== Work item ==
Copy every line from the records that holds the word "Debug".

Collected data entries
>>>>
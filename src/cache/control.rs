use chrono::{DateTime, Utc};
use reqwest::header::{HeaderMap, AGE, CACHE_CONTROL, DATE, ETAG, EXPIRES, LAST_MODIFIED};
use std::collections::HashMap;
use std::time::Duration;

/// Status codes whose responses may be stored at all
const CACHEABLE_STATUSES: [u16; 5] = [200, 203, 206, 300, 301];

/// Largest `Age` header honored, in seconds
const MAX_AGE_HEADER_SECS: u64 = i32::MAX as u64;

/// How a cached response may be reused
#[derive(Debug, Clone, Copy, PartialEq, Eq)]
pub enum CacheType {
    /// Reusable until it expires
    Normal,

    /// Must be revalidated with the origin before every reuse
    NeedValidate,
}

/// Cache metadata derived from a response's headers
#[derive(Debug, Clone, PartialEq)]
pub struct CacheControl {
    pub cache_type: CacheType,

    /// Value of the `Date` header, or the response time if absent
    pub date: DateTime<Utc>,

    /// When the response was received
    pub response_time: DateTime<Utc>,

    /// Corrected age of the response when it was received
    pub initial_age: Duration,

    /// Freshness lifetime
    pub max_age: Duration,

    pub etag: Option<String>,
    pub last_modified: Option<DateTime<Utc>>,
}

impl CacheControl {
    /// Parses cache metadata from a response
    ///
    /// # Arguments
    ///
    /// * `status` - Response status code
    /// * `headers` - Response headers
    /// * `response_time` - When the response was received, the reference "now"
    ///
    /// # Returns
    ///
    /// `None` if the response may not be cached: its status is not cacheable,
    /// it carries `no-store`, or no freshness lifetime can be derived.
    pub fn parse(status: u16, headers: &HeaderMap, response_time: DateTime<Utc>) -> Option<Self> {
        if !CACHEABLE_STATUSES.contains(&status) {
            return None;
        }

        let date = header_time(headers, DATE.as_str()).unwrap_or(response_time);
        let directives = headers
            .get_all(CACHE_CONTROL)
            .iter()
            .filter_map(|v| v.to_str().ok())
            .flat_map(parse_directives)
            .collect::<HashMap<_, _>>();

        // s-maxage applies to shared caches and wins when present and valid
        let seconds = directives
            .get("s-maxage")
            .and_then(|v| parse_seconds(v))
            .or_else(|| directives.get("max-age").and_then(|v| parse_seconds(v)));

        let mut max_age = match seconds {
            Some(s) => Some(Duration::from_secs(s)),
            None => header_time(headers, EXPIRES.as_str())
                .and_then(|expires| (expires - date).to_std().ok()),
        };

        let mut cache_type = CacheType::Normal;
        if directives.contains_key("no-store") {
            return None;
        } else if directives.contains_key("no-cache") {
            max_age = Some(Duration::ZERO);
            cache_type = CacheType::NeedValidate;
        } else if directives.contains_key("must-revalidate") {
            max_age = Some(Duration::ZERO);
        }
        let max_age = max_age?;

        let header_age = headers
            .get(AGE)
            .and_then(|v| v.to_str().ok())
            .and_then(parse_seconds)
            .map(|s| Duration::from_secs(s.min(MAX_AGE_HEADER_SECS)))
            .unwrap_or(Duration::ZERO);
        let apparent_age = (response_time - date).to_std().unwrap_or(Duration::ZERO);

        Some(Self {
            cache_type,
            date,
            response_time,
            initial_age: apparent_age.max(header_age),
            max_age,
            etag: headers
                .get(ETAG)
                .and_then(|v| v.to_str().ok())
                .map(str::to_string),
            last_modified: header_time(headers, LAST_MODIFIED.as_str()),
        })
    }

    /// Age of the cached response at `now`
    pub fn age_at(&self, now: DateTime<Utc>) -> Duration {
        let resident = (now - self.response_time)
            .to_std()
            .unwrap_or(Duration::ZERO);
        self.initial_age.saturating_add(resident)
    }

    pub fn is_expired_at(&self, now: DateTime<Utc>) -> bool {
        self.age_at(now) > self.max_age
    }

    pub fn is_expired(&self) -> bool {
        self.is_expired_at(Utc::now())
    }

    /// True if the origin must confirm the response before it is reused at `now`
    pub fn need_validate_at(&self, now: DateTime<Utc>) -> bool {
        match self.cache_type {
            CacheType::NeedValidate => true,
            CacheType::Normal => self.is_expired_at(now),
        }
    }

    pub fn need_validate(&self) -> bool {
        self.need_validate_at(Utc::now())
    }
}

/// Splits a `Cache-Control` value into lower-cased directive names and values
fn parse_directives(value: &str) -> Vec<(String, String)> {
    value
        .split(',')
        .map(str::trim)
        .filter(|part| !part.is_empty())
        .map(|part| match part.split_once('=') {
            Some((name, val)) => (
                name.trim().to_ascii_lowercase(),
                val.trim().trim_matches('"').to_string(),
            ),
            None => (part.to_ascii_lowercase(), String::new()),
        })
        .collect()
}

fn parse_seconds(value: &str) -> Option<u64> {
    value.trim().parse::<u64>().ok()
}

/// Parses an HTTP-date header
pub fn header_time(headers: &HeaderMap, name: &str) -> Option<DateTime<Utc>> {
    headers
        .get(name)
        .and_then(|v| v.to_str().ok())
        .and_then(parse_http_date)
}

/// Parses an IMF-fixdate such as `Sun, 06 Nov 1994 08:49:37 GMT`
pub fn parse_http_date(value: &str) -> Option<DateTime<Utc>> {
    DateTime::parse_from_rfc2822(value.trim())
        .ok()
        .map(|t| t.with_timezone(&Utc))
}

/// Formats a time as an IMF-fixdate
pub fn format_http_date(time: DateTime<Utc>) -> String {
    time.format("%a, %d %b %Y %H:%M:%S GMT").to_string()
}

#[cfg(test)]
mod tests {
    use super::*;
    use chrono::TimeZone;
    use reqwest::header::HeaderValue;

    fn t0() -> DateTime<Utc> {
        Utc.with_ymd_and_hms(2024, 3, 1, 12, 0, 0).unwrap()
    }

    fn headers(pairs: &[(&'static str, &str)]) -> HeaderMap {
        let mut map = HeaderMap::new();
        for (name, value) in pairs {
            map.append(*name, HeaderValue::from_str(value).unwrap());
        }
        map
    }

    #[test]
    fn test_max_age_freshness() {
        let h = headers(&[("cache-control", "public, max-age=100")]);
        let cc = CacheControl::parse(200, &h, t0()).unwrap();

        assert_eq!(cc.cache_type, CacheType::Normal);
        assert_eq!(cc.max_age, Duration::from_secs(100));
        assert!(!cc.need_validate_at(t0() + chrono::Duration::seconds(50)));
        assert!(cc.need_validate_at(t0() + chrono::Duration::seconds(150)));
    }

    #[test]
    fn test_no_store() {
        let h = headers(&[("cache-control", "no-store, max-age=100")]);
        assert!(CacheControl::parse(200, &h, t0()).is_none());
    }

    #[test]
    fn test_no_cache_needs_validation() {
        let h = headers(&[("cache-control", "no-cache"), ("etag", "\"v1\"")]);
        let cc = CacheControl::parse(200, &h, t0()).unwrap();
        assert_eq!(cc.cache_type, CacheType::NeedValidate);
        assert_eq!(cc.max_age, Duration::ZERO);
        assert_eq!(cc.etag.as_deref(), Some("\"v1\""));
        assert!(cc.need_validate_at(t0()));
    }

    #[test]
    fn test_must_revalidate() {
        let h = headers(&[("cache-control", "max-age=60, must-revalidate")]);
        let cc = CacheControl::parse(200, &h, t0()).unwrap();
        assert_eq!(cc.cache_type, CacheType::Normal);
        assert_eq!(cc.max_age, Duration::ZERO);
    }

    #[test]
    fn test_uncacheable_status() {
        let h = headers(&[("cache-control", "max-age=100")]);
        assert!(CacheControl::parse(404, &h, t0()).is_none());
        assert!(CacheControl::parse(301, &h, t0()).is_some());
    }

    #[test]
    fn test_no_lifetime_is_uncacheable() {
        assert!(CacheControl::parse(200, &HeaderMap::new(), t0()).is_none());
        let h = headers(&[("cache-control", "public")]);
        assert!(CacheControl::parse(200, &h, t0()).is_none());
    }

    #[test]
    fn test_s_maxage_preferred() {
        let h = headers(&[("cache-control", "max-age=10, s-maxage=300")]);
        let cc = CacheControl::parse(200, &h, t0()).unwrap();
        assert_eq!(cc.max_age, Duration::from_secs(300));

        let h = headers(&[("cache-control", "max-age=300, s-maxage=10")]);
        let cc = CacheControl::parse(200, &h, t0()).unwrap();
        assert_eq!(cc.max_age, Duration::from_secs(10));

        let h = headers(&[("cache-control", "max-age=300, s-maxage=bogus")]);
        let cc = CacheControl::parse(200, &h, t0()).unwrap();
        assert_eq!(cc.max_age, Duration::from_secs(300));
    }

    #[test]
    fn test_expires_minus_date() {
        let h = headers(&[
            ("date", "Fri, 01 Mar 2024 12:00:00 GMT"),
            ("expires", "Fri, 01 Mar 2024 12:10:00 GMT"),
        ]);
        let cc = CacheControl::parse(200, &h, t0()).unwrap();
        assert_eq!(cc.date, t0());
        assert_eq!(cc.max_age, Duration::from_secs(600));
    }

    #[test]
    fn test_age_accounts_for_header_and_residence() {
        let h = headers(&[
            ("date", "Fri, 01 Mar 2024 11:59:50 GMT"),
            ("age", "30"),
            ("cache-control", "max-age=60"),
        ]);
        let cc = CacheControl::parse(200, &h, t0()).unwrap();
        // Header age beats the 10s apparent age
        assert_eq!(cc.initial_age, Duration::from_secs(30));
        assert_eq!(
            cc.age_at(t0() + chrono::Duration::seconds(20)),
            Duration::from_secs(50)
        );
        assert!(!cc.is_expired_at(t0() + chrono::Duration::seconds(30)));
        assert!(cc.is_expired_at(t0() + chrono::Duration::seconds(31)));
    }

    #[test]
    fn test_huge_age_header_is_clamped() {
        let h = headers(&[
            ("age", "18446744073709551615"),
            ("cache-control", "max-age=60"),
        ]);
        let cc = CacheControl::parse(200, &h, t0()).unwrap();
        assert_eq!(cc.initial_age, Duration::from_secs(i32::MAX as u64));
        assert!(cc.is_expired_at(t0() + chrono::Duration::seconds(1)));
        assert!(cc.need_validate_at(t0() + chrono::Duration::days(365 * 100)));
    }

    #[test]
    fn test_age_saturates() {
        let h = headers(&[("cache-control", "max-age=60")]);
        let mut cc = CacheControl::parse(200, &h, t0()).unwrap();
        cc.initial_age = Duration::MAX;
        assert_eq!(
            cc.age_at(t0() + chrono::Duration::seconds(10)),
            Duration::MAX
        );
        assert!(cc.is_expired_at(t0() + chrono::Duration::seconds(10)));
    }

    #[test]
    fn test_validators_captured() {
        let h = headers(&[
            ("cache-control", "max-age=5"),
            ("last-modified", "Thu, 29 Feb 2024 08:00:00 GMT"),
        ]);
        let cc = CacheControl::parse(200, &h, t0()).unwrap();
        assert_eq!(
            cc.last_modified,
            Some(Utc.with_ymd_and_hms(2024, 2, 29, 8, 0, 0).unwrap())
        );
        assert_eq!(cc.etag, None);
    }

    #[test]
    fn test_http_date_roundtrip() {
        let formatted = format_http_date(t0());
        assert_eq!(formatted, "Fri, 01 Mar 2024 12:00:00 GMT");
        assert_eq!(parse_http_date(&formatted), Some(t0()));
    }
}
<<<<
== Result for this task ==
#[derive(Debug, Clone, Copy, PartialEq, Eq)]
#[derive(Debug, Clone, PartialEq)]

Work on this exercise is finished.